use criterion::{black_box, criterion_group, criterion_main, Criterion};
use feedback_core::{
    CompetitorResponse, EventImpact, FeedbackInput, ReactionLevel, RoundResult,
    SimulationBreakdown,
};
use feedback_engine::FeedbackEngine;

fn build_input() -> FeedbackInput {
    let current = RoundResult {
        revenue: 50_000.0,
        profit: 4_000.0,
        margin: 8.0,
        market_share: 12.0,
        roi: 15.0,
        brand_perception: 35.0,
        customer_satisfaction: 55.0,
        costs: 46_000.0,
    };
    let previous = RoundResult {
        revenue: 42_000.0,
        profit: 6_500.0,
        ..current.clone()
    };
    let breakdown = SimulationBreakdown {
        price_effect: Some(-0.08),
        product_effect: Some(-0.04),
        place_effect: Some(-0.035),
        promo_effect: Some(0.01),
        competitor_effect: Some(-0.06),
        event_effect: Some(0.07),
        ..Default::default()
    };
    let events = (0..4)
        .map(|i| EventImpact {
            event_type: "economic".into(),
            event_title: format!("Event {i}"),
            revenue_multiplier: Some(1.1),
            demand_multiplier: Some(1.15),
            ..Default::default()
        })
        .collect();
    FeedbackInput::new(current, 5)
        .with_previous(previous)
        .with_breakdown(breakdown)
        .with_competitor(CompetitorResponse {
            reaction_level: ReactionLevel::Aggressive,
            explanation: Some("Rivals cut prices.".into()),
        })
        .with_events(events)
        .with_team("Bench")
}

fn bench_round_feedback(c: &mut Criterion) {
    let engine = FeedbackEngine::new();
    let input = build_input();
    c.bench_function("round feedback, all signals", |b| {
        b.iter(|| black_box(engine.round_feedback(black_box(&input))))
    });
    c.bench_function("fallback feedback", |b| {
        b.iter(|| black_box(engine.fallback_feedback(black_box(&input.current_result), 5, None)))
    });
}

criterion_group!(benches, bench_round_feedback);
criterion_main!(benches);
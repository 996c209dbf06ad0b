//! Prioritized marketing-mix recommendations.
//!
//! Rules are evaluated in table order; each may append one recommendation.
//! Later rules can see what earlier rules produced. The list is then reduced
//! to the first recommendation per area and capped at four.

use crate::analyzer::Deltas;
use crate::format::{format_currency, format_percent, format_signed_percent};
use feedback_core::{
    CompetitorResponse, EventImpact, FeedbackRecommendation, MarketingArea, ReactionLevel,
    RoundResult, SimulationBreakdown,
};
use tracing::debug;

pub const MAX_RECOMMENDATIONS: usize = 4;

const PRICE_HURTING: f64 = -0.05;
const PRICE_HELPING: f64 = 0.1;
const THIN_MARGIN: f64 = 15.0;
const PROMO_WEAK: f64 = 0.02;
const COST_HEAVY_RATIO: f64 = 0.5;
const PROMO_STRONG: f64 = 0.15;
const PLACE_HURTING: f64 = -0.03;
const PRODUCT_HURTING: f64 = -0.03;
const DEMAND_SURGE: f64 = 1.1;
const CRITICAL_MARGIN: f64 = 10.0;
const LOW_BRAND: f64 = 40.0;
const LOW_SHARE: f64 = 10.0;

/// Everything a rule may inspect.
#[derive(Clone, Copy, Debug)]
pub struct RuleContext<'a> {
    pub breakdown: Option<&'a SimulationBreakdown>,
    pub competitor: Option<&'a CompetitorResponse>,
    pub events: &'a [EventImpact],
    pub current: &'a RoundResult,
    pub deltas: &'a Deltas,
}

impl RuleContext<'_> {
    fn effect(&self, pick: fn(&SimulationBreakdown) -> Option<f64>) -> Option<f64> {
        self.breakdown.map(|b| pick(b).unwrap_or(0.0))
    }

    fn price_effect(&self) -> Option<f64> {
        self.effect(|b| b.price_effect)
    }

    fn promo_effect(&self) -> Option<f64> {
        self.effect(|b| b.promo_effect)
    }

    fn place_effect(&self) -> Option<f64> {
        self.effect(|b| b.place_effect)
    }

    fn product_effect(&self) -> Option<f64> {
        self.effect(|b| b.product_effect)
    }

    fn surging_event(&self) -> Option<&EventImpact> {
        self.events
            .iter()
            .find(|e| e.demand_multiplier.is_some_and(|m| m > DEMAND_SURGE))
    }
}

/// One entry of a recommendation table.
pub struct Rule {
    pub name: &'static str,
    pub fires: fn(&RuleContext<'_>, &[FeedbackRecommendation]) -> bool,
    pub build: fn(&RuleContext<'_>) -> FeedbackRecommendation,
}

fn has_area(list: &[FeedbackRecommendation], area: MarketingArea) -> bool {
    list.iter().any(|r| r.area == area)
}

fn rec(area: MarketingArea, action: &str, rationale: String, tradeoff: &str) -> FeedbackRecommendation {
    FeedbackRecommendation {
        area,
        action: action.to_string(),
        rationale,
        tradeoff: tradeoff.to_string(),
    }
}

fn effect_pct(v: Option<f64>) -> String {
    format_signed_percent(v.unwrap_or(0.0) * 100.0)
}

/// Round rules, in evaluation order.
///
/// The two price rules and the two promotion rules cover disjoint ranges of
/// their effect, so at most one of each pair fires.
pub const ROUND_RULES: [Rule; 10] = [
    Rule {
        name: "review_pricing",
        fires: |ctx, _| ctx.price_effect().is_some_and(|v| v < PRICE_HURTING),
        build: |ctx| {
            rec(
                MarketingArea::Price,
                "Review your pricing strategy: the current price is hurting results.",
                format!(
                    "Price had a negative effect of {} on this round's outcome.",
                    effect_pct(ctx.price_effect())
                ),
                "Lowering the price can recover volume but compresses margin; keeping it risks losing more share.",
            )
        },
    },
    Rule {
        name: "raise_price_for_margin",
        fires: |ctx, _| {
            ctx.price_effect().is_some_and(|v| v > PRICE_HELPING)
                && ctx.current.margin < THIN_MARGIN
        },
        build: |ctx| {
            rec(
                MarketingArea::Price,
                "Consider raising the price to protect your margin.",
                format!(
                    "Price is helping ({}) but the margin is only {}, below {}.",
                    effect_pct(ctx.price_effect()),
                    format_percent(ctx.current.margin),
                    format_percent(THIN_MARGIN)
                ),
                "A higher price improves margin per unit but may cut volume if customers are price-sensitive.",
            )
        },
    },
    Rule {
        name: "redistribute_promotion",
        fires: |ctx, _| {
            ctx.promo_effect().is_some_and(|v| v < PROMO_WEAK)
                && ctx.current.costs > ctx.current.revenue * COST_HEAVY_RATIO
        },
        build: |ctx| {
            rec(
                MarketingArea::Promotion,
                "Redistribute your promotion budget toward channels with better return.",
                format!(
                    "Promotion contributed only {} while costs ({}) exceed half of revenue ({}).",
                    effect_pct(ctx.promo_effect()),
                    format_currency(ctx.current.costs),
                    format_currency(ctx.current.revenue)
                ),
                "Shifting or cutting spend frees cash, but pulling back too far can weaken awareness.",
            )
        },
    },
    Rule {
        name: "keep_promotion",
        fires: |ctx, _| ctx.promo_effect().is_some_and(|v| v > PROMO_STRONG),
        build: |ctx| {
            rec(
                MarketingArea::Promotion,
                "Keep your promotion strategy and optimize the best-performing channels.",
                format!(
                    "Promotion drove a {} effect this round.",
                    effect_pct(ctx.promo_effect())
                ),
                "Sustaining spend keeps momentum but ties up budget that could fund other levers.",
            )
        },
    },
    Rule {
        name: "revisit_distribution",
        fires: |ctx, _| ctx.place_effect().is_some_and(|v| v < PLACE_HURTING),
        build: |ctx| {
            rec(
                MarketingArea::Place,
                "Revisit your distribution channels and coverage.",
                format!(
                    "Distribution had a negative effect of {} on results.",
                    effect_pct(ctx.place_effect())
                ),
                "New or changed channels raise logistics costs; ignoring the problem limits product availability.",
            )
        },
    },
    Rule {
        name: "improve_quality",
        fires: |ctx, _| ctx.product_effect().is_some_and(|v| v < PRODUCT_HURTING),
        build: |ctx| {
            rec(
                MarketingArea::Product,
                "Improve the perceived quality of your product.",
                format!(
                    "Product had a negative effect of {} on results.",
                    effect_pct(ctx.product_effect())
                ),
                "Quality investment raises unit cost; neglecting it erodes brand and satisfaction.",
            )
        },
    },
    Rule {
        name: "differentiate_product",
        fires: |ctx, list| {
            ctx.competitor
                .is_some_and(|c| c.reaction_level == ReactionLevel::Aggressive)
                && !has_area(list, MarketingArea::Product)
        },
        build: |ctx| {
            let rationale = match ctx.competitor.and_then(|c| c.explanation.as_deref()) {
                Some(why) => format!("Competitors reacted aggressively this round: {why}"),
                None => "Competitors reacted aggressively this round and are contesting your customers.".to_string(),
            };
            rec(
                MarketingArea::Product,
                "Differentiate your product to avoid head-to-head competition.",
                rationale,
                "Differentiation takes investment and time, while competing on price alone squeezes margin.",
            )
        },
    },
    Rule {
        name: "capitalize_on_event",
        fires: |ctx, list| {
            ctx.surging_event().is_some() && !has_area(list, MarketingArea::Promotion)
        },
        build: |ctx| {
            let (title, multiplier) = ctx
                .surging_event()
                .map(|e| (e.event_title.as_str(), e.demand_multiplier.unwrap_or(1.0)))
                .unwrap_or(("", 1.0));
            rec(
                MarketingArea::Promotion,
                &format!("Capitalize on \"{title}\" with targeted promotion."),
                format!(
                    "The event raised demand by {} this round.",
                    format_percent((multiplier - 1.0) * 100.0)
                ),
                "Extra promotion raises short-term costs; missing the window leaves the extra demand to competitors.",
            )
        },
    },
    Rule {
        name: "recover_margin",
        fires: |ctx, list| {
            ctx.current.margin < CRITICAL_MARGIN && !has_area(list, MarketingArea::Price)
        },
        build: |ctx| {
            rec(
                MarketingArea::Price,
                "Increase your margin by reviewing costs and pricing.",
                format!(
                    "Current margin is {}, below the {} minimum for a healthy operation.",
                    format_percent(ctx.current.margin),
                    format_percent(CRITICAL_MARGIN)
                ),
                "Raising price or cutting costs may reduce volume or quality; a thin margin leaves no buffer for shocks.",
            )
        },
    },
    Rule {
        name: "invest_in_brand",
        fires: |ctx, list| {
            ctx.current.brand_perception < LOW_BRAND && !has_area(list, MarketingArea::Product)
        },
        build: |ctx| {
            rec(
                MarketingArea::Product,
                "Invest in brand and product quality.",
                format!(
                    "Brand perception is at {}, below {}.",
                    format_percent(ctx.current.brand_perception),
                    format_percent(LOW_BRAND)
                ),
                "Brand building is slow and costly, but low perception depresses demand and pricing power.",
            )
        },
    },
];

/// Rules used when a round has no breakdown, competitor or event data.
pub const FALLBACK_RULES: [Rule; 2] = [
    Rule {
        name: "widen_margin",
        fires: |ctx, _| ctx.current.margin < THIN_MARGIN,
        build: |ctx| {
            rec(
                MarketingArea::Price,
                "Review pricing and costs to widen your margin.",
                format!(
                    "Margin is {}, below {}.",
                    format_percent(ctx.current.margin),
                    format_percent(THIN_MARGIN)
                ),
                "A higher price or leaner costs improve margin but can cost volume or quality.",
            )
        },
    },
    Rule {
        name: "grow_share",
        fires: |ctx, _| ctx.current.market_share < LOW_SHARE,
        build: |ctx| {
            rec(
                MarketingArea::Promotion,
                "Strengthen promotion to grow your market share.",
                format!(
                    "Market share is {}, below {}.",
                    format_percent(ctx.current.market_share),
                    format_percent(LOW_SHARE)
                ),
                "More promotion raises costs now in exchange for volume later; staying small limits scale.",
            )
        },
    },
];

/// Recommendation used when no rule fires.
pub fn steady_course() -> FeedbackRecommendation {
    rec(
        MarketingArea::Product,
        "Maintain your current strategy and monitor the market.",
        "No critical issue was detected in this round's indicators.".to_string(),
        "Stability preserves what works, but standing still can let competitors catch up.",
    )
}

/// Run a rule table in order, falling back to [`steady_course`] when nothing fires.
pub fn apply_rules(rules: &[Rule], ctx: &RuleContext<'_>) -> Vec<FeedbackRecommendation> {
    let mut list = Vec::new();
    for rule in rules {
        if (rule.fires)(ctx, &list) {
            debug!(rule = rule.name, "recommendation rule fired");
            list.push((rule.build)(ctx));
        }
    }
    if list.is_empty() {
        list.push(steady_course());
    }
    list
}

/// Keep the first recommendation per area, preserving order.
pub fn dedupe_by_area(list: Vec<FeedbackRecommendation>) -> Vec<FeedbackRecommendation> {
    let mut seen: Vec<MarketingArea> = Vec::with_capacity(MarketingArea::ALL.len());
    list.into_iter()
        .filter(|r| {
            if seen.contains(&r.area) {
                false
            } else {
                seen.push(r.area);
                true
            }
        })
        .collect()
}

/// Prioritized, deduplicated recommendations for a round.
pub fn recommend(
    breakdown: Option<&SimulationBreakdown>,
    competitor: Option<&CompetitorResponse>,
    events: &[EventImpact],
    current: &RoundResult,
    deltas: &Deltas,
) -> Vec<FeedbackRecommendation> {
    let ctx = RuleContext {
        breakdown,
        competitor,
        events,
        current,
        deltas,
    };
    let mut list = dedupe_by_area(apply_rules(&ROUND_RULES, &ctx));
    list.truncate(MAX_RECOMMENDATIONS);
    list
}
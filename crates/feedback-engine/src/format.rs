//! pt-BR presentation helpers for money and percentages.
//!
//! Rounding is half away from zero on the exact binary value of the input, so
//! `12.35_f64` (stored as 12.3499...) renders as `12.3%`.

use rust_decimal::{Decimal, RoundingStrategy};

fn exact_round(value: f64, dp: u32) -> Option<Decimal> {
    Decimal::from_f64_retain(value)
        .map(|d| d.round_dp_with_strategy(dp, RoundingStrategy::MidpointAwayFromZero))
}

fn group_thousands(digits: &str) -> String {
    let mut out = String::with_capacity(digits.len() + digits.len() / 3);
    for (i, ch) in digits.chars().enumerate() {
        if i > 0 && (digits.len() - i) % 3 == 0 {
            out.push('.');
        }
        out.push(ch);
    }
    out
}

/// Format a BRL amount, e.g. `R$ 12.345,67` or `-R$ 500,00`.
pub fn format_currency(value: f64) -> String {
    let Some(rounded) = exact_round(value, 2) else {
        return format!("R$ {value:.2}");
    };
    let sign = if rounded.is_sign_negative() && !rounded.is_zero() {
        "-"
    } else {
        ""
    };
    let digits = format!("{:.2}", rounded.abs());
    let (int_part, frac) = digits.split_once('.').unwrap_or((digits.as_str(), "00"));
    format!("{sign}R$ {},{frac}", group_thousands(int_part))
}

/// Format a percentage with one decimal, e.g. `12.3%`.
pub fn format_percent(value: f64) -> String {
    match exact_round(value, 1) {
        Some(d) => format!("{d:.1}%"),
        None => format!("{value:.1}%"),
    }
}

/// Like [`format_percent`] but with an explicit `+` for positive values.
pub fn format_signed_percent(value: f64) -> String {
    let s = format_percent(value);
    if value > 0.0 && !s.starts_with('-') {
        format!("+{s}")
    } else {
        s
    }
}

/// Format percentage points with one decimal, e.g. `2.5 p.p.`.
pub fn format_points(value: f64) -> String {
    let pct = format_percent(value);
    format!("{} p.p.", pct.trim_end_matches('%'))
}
···
**WORK ORDER:**
Each line from the top of the data, up to and including the line that contains "let current = RoundResult", should be set down exactly.

**OUTPUT:**
use criterion::{black_box, criterion_group, criterion_main, Criterion};
use feedback_core::{
    CompetitorResponse, EventImpact, FeedbackInput, ReactionLevel, RoundResult,
    SimulationBreakdown,
};
use feedback_engine::FeedbackEngine;

fn build_input() -> FeedbackInput {
    let current = RoundResult {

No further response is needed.